▸ **DESCRIPTION OF THE TASK**: Considering every line below, count those with the word "bool" and give only the result.

(Dataset entries)
------------------------------------
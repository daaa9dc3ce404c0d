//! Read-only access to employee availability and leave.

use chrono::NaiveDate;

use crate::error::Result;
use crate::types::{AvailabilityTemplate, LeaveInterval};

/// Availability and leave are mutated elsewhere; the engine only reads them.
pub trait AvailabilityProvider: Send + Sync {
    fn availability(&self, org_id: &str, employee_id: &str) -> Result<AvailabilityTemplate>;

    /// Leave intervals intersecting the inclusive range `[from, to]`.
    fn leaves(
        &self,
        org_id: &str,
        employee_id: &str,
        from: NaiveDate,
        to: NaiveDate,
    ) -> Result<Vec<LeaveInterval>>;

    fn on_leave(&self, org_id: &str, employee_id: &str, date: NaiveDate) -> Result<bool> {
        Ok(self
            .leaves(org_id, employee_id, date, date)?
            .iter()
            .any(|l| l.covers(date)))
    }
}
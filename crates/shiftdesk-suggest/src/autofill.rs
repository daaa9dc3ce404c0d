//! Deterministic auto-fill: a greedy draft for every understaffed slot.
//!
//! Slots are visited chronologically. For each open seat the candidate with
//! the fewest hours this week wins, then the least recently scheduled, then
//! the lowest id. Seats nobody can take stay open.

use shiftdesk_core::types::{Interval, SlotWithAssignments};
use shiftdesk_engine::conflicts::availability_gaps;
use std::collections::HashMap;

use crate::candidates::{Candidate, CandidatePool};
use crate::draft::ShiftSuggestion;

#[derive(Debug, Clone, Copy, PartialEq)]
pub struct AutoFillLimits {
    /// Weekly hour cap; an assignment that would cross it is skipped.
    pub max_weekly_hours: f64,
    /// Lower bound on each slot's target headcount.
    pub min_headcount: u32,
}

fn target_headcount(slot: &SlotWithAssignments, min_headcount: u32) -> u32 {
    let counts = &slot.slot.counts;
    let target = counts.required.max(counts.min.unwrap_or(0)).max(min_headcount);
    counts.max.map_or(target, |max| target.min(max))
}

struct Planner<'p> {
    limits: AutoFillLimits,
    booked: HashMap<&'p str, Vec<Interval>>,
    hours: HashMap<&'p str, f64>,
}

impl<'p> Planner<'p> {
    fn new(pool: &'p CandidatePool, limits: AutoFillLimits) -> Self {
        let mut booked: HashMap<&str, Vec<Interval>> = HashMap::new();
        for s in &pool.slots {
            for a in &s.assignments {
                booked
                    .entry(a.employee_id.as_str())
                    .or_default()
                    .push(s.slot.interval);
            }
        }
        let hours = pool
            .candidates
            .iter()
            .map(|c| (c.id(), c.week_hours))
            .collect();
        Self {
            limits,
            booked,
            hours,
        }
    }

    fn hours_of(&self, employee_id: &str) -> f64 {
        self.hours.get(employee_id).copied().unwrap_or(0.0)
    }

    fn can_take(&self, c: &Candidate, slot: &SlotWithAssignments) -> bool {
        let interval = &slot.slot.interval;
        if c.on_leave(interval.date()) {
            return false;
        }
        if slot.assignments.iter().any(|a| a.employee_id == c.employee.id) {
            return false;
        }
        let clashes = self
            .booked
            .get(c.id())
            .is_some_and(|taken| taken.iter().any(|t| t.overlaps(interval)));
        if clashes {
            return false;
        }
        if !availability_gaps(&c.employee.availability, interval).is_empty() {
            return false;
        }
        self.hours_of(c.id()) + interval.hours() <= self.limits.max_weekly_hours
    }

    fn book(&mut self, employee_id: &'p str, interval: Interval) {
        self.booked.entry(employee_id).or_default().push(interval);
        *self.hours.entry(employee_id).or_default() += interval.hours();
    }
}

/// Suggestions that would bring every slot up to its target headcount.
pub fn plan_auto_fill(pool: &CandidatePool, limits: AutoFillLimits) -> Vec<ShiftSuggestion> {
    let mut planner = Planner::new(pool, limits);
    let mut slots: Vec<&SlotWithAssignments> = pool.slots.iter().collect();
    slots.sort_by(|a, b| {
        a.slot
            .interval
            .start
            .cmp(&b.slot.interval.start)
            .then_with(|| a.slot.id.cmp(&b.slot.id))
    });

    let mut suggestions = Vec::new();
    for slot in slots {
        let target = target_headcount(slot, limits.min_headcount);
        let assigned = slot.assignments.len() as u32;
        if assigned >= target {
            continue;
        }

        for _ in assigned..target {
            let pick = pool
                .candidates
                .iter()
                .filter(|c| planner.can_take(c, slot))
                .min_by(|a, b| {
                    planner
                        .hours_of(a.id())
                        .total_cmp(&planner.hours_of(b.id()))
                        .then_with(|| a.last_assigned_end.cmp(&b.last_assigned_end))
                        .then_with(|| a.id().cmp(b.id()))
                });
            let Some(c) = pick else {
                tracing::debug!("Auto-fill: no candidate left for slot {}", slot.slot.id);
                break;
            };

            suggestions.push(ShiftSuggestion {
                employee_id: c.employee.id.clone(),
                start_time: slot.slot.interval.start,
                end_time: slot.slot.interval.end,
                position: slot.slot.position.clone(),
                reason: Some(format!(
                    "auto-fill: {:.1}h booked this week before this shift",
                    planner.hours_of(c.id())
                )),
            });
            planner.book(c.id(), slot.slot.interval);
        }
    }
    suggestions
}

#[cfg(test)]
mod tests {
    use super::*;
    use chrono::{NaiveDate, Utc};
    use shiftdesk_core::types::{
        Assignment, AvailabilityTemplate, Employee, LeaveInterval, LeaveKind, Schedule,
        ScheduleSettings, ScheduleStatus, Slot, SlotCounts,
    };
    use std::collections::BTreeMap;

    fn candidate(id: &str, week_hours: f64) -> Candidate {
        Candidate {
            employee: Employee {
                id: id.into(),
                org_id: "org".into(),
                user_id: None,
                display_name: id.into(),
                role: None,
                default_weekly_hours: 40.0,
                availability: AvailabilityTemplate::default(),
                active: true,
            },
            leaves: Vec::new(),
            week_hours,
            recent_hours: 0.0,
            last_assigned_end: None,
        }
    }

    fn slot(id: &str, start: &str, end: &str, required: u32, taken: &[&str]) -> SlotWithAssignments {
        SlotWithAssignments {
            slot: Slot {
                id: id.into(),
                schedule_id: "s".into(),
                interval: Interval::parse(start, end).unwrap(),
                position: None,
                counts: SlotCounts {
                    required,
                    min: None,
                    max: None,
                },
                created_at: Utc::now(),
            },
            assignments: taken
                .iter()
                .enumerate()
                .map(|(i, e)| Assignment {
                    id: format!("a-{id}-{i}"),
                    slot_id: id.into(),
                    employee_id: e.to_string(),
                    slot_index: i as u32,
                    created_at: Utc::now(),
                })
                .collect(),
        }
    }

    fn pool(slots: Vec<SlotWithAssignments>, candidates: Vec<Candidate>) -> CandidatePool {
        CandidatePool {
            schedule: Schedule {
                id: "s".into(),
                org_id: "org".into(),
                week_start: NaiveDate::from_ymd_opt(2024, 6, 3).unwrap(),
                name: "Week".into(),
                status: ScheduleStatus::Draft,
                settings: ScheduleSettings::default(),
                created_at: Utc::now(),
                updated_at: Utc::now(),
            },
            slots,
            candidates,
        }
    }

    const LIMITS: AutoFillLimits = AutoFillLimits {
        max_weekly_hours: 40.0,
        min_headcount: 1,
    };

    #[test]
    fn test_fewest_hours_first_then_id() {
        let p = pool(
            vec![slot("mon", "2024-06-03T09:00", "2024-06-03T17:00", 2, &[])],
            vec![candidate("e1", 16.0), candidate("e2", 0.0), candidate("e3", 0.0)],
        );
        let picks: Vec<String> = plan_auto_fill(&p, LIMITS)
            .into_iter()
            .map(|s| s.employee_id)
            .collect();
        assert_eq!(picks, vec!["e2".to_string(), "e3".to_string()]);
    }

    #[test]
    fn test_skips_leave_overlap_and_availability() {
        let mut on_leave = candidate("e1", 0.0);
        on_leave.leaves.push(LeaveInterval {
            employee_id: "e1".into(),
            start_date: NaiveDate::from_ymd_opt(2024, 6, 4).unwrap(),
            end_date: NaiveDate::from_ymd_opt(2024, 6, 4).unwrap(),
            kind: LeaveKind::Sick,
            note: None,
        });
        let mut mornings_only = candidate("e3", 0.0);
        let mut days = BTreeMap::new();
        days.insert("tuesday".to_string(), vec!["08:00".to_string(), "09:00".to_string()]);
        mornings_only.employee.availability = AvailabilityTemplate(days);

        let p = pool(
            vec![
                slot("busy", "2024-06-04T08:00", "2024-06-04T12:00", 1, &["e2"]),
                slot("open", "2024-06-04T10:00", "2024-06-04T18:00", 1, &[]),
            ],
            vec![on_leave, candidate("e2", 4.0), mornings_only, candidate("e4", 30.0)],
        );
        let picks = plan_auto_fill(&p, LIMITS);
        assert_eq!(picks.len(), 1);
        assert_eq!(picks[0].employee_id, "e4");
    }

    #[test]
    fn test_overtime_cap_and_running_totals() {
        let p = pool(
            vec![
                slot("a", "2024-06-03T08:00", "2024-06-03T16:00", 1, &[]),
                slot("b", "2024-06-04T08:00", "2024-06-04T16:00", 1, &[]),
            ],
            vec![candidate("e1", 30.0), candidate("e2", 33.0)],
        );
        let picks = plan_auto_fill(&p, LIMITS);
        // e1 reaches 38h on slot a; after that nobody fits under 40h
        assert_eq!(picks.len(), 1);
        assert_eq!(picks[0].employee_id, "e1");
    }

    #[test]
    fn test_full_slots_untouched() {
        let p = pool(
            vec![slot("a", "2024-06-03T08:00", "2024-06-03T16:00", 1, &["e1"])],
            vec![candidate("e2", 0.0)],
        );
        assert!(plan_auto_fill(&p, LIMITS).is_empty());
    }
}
------------------------------------
▸ **TASK SOLUTION**: 2